Member of the Senate
- Incumbent
- Assumed office 13 October 2022
- Constituency: Tuscany – P01

Member of the Regional Council of Tuscany
- In office 4 July 2001 – 17 June 2015
- In office 11 April 2018 – 8 October 2020

Personal details
- Born: 23 March 1961 (age 65) Florence, Italy
- Party: Brothers of Italy (since 2012)

= Paolo Marcheschi =

Italian politician (born 1961)

Paolo Marcheschi (born 23 March 1961) is an Italian politician serving as a member of the Senate since 2022. He was a member of the Regional Council of Tuscany from 2001 to 2015 and from 2018 to 2020.

==Biography==
After earning a law degree from the University of Florence, he began a career as an insurance agent and entrepreneur.

A member of Forza Italia (1994) since its founding, he was elected to the Province of Florence Council in 1995 and re-elected in 1999, and has served as the party’s provincial coordinator since 1997.

He ran in the 2000 Tuscan regional elections in the Florence district and finished first among the unelected candidates, taking Denis Verdini seat on the Regional Council on July 4, 2001. He was re-elected to the Regional Council in 2005 and 2010 as well.

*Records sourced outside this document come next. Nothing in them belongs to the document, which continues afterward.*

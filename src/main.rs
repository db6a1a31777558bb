//! dermai CLI
//!
//! Prepare the HAM10000 split, fine-tune the classifier, evaluate and freeze
//! checkpoints, and classify single images.

use std::path::{Path, PathBuf};

use anyhow::{Context, Result};
use burn::config::Config;
use burn::optim::AdamConfig;
use burn::tensor::backend::{AutodiffBackend, Backend};
use clap::{Parser, Subcommand};
use colored::Colorize;
use tracing::info;

use dermai::backend::{resolve, ComputeBackend, CpuBackend, ResolvedBackend, TrainingBackend};
use dermai::dataset::labels::LesionClass;
use dermai::dataset::prepare::{prepare_dataset, PrepareConfig, TRAIN_DIR, VAL_DIR};
use dermai::dataset::source::LesionImageSource;
use dermai::dataset::split::SplitConfig;
use dermai::model::classifier::ClassifierConfig;
use dermai::training::checkpoint::{load_checkpoint, read_metadata, FROZEN_ARTIFACT};
use dermai::training::config::TrainingConfig;
use dermai::training::evaluator::evaluate;
use dermai::training::finalize::finalize;
use dermai::training::trainer::train;
use dermai::utils::format_duration;
use dermai::utils::logging::{init_logging, LogConfig};
use dermai::VALIDATION_FRACTION;

/// Dermatoscopic lesion classification with Burn
#[derive(Parser, Debug)]
#[command(name = "dermai")]
#[command(version)]
#[command(about = "Skin-lesion classification: prepare, train, evaluate, finalize, infer", long_about = None)]
struct Cli {
    /// Enable verbose logging
    #[arg(short, long, default_value = "false")]
    verbose: bool,

    #[command(subcommand)]
    command: Commands,
}

#[derive(Subcommand, Debug)]
enum Commands {
    /// Split a metadata table into train/ and val/ class directories
    Prepare {
        /// Metadata CSV with image_id and dx columns
        #[arg(short, long)]
        metadata: PathBuf,

        /// Image directory, searched in the order given (repeatable)
        #[arg(short, long = "image-dir", required = true)]
        image_dirs: Vec<PathBuf>,

        /// Root receiving train/ and val/
        #[arg(short, long, default_value = "data")]
        output_dir: PathBuf,

        /// Random seed for the split
        #[arg(long, default_value = "42")]
        seed: u64,

        /// Do not write prepare_report.json
        #[arg(long, default_value = "false")]
        no_report: bool,
    },

    /// Fine-tune the classifier
    Train {
        /// Load the whole run configuration from a JSON file; other flags are ignored
        #[arg(long)]
        config: Option<PathBuf>,

        /// Dataset root containing train/ and val/
        #[arg(short, long, default_value = "data")]
        data_dir: PathBuf,

        /// Output directory for checkpoints, config.json and history.json
        #[arg(short, long, default_value = "artifacts")]
        artifact_dir: PathBuf,

        /// Number of training epochs
        #[arg(short, long, default_value = "5")]
        epochs: usize,

        /// Batch size
        #[arg(short, long, default_value = "32")]
        batch_size: usize,

        /// Learning rate
        #[arg(short, long, default_value = "0.0001")]
        learning_rate: f64,

        /// torchvision resnet18 state dict for the feature extractor
        #[arg(long, required_unless_present_any = ["from_scratch", "config"])]
        pretrained: Option<PathBuf>,

        /// Start the feature extractor from random weights instead of --pretrained
        #[arg(long, default_value = "false", conflicts_with = "pretrained")]
        from_scratch: bool,

        /// Only train the classification head
        #[arg(long, default_value = "false")]
        freeze_backbone: bool,

        /// Disable flip/rotation augmentation
        #[arg(long, default_value = "false")]
        no_augmentation: bool,

        /// Random seed for shuffling and augmentation
        #[arg(long, default_value = "42")]
        seed: u64,

        /// Side length images are resized to
        #[arg(long, default_value_t = dermai::IMAGE_SIZE)]
        image_size: usize,

        #[arg(long, value_enum, default_value_t = ComputeBackend::Auto)]
        backend: ComputeBackend,
    },

    /// Evaluate a checkpoint on a class-directory dataset
    Evaluate {
        /// Checkpoint stem or .mpk file
        #[arg(short, long, default_value = "artifacts/best_model")]
        checkpoint: PathBuf,

        /// Directory with one subdirectory per class code
        #[arg(short, long, default_value = "data/val")]
        data_dir: PathBuf,

        #[arg(short, long, default_value = "32")]
        batch_size: usize,

        /// Write the full report as JSON
        #[arg(short, long)]
        output: Option<PathBuf>,

        #[arg(long, value_enum, default_value_t = ComputeBackend::Auto)]
        backend: ComputeBackend,
    },

    /// Freeze the best checkpoint into the deployable artifact
    Finalize {
        /// Checkpoint to freeze
        #[arg(short, long, default_value = "artifacts/best_model")]
        best: PathBuf,

        /// Artifact stem
        #[arg(short, long, default_value = FROZEN_ARTIFACT)]
        output: PathBuf,
    },

    /// Classify one image and print the prediction as JSON
    Infer {
        /// Image to classify
        image: PathBuf,

        /// Frozen artifact stem or .mpk file
        #[arg(short, long, default_value = FROZEN_ARTIFACT)]
        model: PathBuf,

        #[arg(long, value_enum, default_value_t = ComputeBackend::Auto)]
        backend: ComputeBackend,
    },

    /// Show per-split class counts of a prepared dataset
    Stats {
        #[arg(short, long, default_value = "data")]
        data_dir: PathBuf,
    },
}

fn main() -> Result<()> {
    let cli = Cli::parse();

    let log_config = if cli.verbose {
        LogConfig::verbose()
    } else {
        LogConfig::default()
    };
    let _ = init_logging(&log_config);

    match cli.command {
        Commands::Prepare {
            metadata,
            image_dirs,
            output_dir,
            seed,
            no_report,
        } => {
            print_banner();
            let mut config = PrepareConfig::new(metadata, image_dirs, output_dir);
            config.split = SplitConfig::new(VALIDATION_FRACTION, seed)?;
            config.write_report = !no_report;
            cmd_prepare(&config)?;
        }

        Commands::Train {
            config,
            data_dir,
            artifact_dir,
            epochs,
            batch_size,
            learning_rate,
            pretrained,
            from_scratch: _,
            freeze_backbone,
            no_augmentation,
            seed,
            image_size,
            backend,
        } => {
            print_banner();
            let config = match config {
                Some(path) => TrainingConfig::load(&path)
                    .map_err(|e| anyhow::anyhow!("{}", e))
                    .with_context(|| format!("Failed to load training config {:?}", path))?,
                None => {
                    let model = ClassifierConfig::new()
                        .with_freeze_backbone(freeze_backbone)
                        .with_pretrained_weights(pretrained);
                    let mut config = TrainingConfig::new(model, AdamConfig::new(), data_dir, artifact_dir)
                        .with_num_epochs(epochs)
                        .with_batch_size(batch_size)
                        .with_learning_rate(learning_rate)
                        .with_seed(seed)
                        .with_image_size(image_size);
                    if no_augmentation {
                        config.augmentation = dermai::dataset::AugmentationConfig::none();
                    }
                    config
                }
            };

            match resolve(backend) {
                ResolvedBackend::Cpu => cmd_train::<TrainingBackend>(&config)?,
                #[cfg(feature = "cuda")]
                ResolvedBackend::Gpu => cmd_train::<dermai::backend::GpuTrainingBackend>(&config)?,
            }
        }

        Commands::Evaluate {
            checkpoint,
            data_dir,
            batch_size,
            output,
            backend,
        } => {
            print_banner();
            match resolve(backend) {
                ResolvedBackend::Cpu => {
                    cmd_evaluate::<CpuBackend>(&checkpoint, &data_dir, batch_size, output.as_deref())?
                }
                #[cfg(feature = "cuda")]
                ResolvedBackend::Gpu => cmd_evaluate::<dermai::backend::GpuBackend>(
                    &checkpoint,
                    &data_dir,
                    batch_size,
                    output.as_deref(),
                )?,
            }
        }

        Commands::Finalize { best, output } => {
            print_banner();
            let written = finalize::<CpuBackend>(&best, &output, &Default::default())
                .with_context(|| format!("Failed to finalize {:?}", best))?;
            println!("{} {}", "Frozen artifact written to".green(), written.display());
        }

        Commands::Infer { image, model, backend } => {
            let json = dermai::inference::predict_json(&model, &image, backend)?;
            println!("{}", json);
        }

        Commands::Stats { data_dir } => {
            print_banner();
            cmd_stats(&data_dir)?;
        }
    }

    Ok(())
}

fn print_banner() {
    println!(
        "{}",
        format!("dermai {} | skin-lesion classification with Burn", dermai::VERSION).green().bold()
    );
    println!();
}

fn cmd_prepare(config: &PrepareConfig) -> Result<()> {
    info!("Preparing dataset from {:?}", config.metadata);

    let report = prepare_dataset(config)?;
    print!("{}", report);

    if !report.missing.is_empty() {
        println!(
            "{} {} images could not be found in any image directory",
            "Warning:".yellow(),
            report.missing.len()
        );
    }
    println!("{} {}", "Output:".cyan(), config.output_dir.display());
    Ok(())
}

fn cmd_train<B: AutodiffBackend>(config: &TrainingConfig) -> Result<()> {
    let started = std::time::Instant::now();
    let outcome = train::<B>(config, &Default::default())?;

    println!();
    println!("{}", "Training complete".green().bold());
    println!("  Duration:      {}", format_duration(started.elapsed().as_secs_f64()));
    match outcome.history.best_epoch {
        Some(epoch) => println!(
            "  Best Val Acc:  {:.4} (epoch {})",
            outcome.history.best_accuracy, epoch
        ),
        None => println!("  Best Val Acc:  no epoch improved on 0.0"),
    }
    if let Some(best) = &outcome.best_checkpoint {
        println!("  Best model:    {}", best.display());
    }
    println!("  Final model:   {}", outcome.final_checkpoint.display());
    println!("  Classes:       {}", outcome.classes.join(", "));
    Ok(())
}

fn cmd_evaluate<B: Backend>(
    checkpoint: &Path,
    data_dir: &Path,
    batch_size: usize,
    output: Option<&Path>,
) -> Result<()> {
    let device = B::Device::default();
    let model = load_checkpoint::<B>(checkpoint, &device)?;
    let image_size = read_metadata(checkpoint)?
        .map(|m| m.image_size)
        .unwrap_or(dermai::IMAGE_SIZE);
    let source = LesionImageSource::from_class_dirs(data_dir)?.with_image_size(image_size);

    let report = evaluate(&model, &source, batch_size, &device)?;

    println!("{}", "Evaluation Results:".cyan().bold());
    println!("  Samples:  {}", report.metrics.total_samples);
    println!("  Loss:     {:.4}", report.avg_loss);
    println!("  Accuracy: {:.4}", report.accuracy);
    println!();
    println!("Confusion Matrix:");
    print!("{}", report.confusion_matrix);
    println!("Classification Report:");
    print!("{}", report.report);

    if let Some(path) = output {
        report.save(path)?;
        println!("{} {}", "Report written to".green(), path.display());
    }
    Ok(())
}

fn cmd_stats(data_dir: &Path) -> Result<()> {
    info!("Computing dataset statistics for: {:?}", data_dir);

    println!("{}", "Dataset Statistics:".cyan().bold());
    println!("  {:<8} {:>8} {:>8}", "class", TRAIN_DIR, VAL_DIR);

    let train = LesionImageSource::from_class_dirs(&data_dir.join(TRAIN_DIR))
        .with_context(|| format!("Failed to read {:?}", data_dir.join(TRAIN_DIR)))?
        .class_distribution();
    let val = LesionImageSource::from_class_dirs(&data_dir.join(VAL_DIR))
        .with_context(|| format!("Failed to read {:?}", data_dir.join(VAL_DIR)))?
        .class_distribution();

    for class in LesionClass::ALL {
        println!(
            "  {:<8} {:>8} {:>8}",
            class.code(),
            train[class.index()],
            val[class.index()]
        );
    }
    println!(
        "  {:<8} {:>8} {:>8}",
        "total",
        train.iter().sum::<usize>(),
        val.iter().sum::<usize>()
    );
    Ok(())
}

From June 2009 to May 2010, he also served as a city councilor in Scandicci. From 2010 to 2012, he served as the provincial secretary in Florence for the People of Freedom party; in December 2012, he participated in the split of the People of Freedom party led by Giorgia Meloni, Ignazio La Russa, and Guido Crosetto, which led to the founding of Brothers of Italy, becoming vice president and treasurer of the council group.

In the 2022 general election, he was elected to the Senate as a member of Fratelli d'Italia in the multi-member constituency of Tuscany. As the FdI group leader, he serves on the 7th Committee on Culture and Cultural Heritage, Public Education, Scientific Research, Entertainment, and Sports.

He is also chair of the Oversight Committee, chair of the Waste Management Committee, and vice chair of the Environment and Transportation Committee.